Work to be completed: Set out the records again, keeping every word as it is.

*** Opening Supplied entries ***

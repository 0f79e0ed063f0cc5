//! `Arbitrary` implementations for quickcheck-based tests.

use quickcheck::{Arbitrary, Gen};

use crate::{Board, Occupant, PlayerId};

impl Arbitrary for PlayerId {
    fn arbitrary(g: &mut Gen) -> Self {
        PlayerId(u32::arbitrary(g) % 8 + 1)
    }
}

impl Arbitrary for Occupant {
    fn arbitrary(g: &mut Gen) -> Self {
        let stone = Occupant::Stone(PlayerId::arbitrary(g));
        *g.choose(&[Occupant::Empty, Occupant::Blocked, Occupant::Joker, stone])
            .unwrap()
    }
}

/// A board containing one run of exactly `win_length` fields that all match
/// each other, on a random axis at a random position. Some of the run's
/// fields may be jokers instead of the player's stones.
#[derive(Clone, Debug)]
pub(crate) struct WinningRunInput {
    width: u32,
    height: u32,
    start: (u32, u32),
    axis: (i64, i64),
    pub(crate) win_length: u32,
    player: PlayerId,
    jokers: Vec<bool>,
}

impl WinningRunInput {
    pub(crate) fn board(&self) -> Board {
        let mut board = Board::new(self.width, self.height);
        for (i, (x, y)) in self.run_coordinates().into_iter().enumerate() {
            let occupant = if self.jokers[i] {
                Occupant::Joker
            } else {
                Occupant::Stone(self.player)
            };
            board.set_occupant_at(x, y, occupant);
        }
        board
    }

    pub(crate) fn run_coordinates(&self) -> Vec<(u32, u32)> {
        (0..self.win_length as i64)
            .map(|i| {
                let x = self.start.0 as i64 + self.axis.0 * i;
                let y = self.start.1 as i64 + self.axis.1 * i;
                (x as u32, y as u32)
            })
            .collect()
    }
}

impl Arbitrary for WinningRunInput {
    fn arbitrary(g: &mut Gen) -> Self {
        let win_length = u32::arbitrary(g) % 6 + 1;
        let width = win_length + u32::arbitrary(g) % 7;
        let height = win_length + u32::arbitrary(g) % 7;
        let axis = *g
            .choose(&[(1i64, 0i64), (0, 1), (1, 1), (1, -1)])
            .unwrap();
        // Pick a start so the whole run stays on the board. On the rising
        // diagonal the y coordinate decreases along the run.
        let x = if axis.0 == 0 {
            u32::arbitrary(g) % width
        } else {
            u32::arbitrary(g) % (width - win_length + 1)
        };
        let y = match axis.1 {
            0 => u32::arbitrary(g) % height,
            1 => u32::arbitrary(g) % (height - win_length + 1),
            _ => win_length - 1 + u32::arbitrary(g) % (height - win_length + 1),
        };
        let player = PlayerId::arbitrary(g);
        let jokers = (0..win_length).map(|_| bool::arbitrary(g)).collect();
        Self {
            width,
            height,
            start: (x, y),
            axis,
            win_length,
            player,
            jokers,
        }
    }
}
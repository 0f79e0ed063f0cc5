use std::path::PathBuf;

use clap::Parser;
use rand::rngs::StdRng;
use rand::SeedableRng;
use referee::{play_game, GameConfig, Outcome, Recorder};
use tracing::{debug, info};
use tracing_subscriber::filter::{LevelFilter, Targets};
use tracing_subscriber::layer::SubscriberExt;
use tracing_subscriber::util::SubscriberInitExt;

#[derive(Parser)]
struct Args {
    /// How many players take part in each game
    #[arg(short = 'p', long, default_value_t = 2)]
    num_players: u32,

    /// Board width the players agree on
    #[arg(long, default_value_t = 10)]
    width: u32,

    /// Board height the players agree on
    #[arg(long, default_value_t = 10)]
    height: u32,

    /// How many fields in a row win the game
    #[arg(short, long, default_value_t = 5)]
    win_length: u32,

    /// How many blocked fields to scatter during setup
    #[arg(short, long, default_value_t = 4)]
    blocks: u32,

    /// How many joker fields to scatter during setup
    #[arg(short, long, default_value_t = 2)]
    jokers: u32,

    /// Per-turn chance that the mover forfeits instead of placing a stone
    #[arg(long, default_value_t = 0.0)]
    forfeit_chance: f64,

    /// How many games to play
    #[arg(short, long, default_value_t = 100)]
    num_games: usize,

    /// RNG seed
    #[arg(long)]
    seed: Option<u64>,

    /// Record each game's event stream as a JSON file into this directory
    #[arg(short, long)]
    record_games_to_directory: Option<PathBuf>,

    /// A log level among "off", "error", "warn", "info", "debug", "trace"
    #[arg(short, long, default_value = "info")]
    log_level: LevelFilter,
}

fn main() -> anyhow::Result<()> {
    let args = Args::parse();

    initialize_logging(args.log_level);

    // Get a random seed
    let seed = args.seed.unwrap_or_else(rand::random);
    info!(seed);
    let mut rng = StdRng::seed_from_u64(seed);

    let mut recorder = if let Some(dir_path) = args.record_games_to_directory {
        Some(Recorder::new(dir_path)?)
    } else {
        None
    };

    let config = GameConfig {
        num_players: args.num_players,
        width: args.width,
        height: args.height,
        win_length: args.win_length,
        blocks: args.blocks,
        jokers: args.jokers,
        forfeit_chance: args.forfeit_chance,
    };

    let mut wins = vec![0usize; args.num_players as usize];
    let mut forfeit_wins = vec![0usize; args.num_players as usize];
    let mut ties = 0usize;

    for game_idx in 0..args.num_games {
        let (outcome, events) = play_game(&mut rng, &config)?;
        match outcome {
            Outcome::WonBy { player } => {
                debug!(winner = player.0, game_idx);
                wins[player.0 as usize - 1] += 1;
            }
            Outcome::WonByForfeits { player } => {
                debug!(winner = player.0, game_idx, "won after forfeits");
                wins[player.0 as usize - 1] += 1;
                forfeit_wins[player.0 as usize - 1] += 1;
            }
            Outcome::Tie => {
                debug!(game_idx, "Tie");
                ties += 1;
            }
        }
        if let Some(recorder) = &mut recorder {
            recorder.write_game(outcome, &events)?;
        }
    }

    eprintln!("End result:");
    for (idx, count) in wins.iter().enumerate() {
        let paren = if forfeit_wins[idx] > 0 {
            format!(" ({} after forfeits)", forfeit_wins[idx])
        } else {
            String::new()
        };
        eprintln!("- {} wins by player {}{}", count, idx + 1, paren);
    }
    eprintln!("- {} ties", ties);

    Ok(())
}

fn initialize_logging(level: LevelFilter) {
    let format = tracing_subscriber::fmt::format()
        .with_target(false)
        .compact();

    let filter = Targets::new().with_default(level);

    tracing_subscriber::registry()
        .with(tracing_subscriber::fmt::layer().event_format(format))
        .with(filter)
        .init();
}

*** Closing Supplied entries ***

Solution to this problem:
repository 0f79e0ed063f0cc5
//! `Arbitrary` implementations for quickcheck-based tests.

use quickcheck::{Arbitrary, Gen};

use crate::{Board, Occupant, PlayerId};

impl Arbitrary for PlayerId {
    fn arbitrary(g: &mut Gen) -> Self {
        PlayerId(u32::arbitrary(g) % 8 + 1)
    }
}

impl Arbitrary for Occupant {
    fn arbitrary(g: &mut Gen) -> Self {
        let stone = Occupant::Stone(PlayerId::arbitrary(g));
        *g.choose(&[Occupant::Empty, Occupant::Blocked, Occupant::Joker, stone])
            .unwrap()
    }
}

/// A board containing one run of exactly `win_length` fields that all match
/// each other, on a random axis at a random position. Some of the run's
/// fields may be jokers instead of the player's stones.
#[derive(Clone, Debug)]
pub(crate) struct WinningRunInput {
    width: u32,
    height: u32,
    start: (u32, u32),
    axis: (i64, i64),
    pub(crate) win_length: u32,
    player: PlayerId,
    jokers: Vec<bool>,
}

impl WinningRunInput {
    pub(crate) fn board(&self) -> Board {
        let mut board = Board::new(self.width, self.height);
        for (i, (x, y)) in self.run_coordinates().into_iter().enumerate() {
            let occupant = if self.jokers[i] {
                Occupant::Joker
            } else {
                Occupant::Stone(self.player)
            };
            board.set_occupant_at(x, y, occupant);
        }
        board
    }

    pub(crate) fn run_coordinates(&self) -> Vec<(u32, u32)> {
        (0..self.win_length as i64)
            .map(|i| {
                let x = self.start.0 as i64 + self.axis.0 * i;
                let y = self.start.1 as i64 + self.axis.1 * i;
                (x as u32, y as u32)
            })
            .collect()
    }
}

impl Arbitrary for WinningRunInput {
    fn arbitrary(g: &mut Gen) -> Self {
        let win_length = u32::arbitrary(g) % 6 + 1;
        let width = win_length + u32::arbitrary(g) % 7;
        let height = win_length + u32::arbitrary(g) % 7;
        let axis = *g
            .choose(&[(1i64, 0i64), (0, 1), (1, 1), (1, -1)])
            .unwrap();
        // Pick a start so the whole run stays on the board. On the rising
        // diagonal the y coordinate decreases along the run.
        let x = if axis.0 == 0 {
            u32::arbitrary(g) % width
        } else {
            u32::arbitrary(g) % (width - win_length + 1)
        };
        let y = match axis.1 {
            0 => u32::arbitrary(g) % height,
            1 => u32::arbitrary(g) % (height - win_length + 1),
            _ => win_length - 1 + u32::arbitrary(g) % (height - win_length + 1),
        };
        let player = PlayerId::arbitrary(g);
        let jokers = (0..win_length).map(|_| bool::arbitrary(g)).collect();
        Self {
            width,
            height,
            start: (x, y),
            axis,
            win_length,
            player,
            jokers,
        }
    }
}
repository 0f79e0ed063f0cc5
use std::path::PathBuf;

use clap::Parser;
use rand::rngs::StdRng;
use rand::SeedableRng;
use referee::{play_game, GameConfig, Outcome, Recorder};
use tracing::{debug, info};
use tracing_subscriber::filter::{LevelFilter, Targets};
use tracing_subscriber::layer::SubscriberExt;
use tracing_subscriber::util::SubscriberInitExt;

#[derive(Parser)]
struct Args {
    /// How many players take part in each game
    #[arg(short = 'p', long, default_value_t = 2)]
    num_players: u32,

    /// Board width the players agree on
    #[arg(long, default_value_t = 10)]
    width: u32,

    /// Board height the players agree on
    #[arg(long, default_value_t = 10)]
    height: u32,

    /// How many fields in a row win the game
    #[arg(short, long, default_value_t = 5)]
    win_length: u32,

    /// How many blocked fields to scatter during setup
    #[arg(short, long, default_value_t = 4)]
    blocks: u32,

    /// How many joker fields to scatter during setup
    #[arg(short, long, default_value_t = 2)]
    jokers: u32,

    /// Per-turn chance that the mover forfeits instead of placing a stone
    #[arg(long, default_value_t = 0.0)]
    forfeit_chance: f64,

    /// How many games to play
    #[arg(short, long, default_value_t = 100)]
    num_games: usize,

    /// RNG seed
    #[arg(long)]
    seed: Option<u64>,

    /// Record each game's event stream as a JSON file into this directory
    #[arg(short, long)]
    record_games_to_directory: Option<PathBuf>,

    /// A log level among "off", "error", "warn", "info", "debug", "trace"
    #[arg(short, long, default_value = "info")]
    log_level: LevelFilter,
}

fn main() -> anyhow::Result<()> {
    let args = Args::parse();

    initialize_logging(args.log_level);

    // Get a random seed
    let seed = args.seed.unwrap_or_else(rand::random);
    info!(seed);
    let mut rng = StdRng::seed_from_u64(seed);

    let mut recorder = if let Some(dir_path) = args.record_games_to_directory {
        Some(Recorder::new(dir_path)?)
    } else {
        None
    };

    let config = GameConfig {
        num_players: args.num_players,
        width: args.width,
        height: args.height,
        win_length: args.win_length,
        blocks: args.blocks,
        jokers: args.jokers,
        forfeit_chance: args.forfeit_chance,
    };

    let mut wins = vec![0usize; args.num_players as usize];
    let mut forfeit_wins = vec![0usize; args.num_players as usize];
    let mut ties = 0usize;

    for game_idx in 0..args.num_games {
        let (outcome, events) = play_game(&mut rng, &config)?;
        match outcome {
            Outcome::WonBy { player } => {
                debug!(winner = player.0, game_idx);
                wins[player.0 as usize - 1] += 1;
            }
            Outcome::WonByForfeits { player } => {
                debug!(winner = player.0, game_idx, "won after forfeits");
                wins[player.0 as usize - 1] += 1;
                forfeit_wins[player.0 as usize - 1] += 1;
            }
            Outcome::Tie => {
                debug!(game_idx, "Tie");
                ties += 1;
            }
        }
        if let Some(recorder) = &mut recorder {
            recorder.write_game(outcome, &events)?;
        }
    }

    eprintln!("End result:");
    for (idx, count) in wins.iter().enumerate() {
        let paren = if forfeit_wins[idx] > 0 {
            format!(" ({} after forfeits)", forfeit_wins[idx])
        } else {
            String::new()
        };
        eprintln!("- {} wins by player {}{}", count, idx + 1, paren);
    }
    eprintln!("- {} ties", ties);

    Ok(())
}

fn initialize_logging(level: LevelFilter) {
    let format = tracing_subscriber::fmt::format()
        .with_target(false)
        .compact();

    let filter = Targets::new().with_default(level);

    tracing_subscriber::registry()
        .with(tracing_subscriber::fmt::layer().event_format(format))
        .with(filter)
        .init();
}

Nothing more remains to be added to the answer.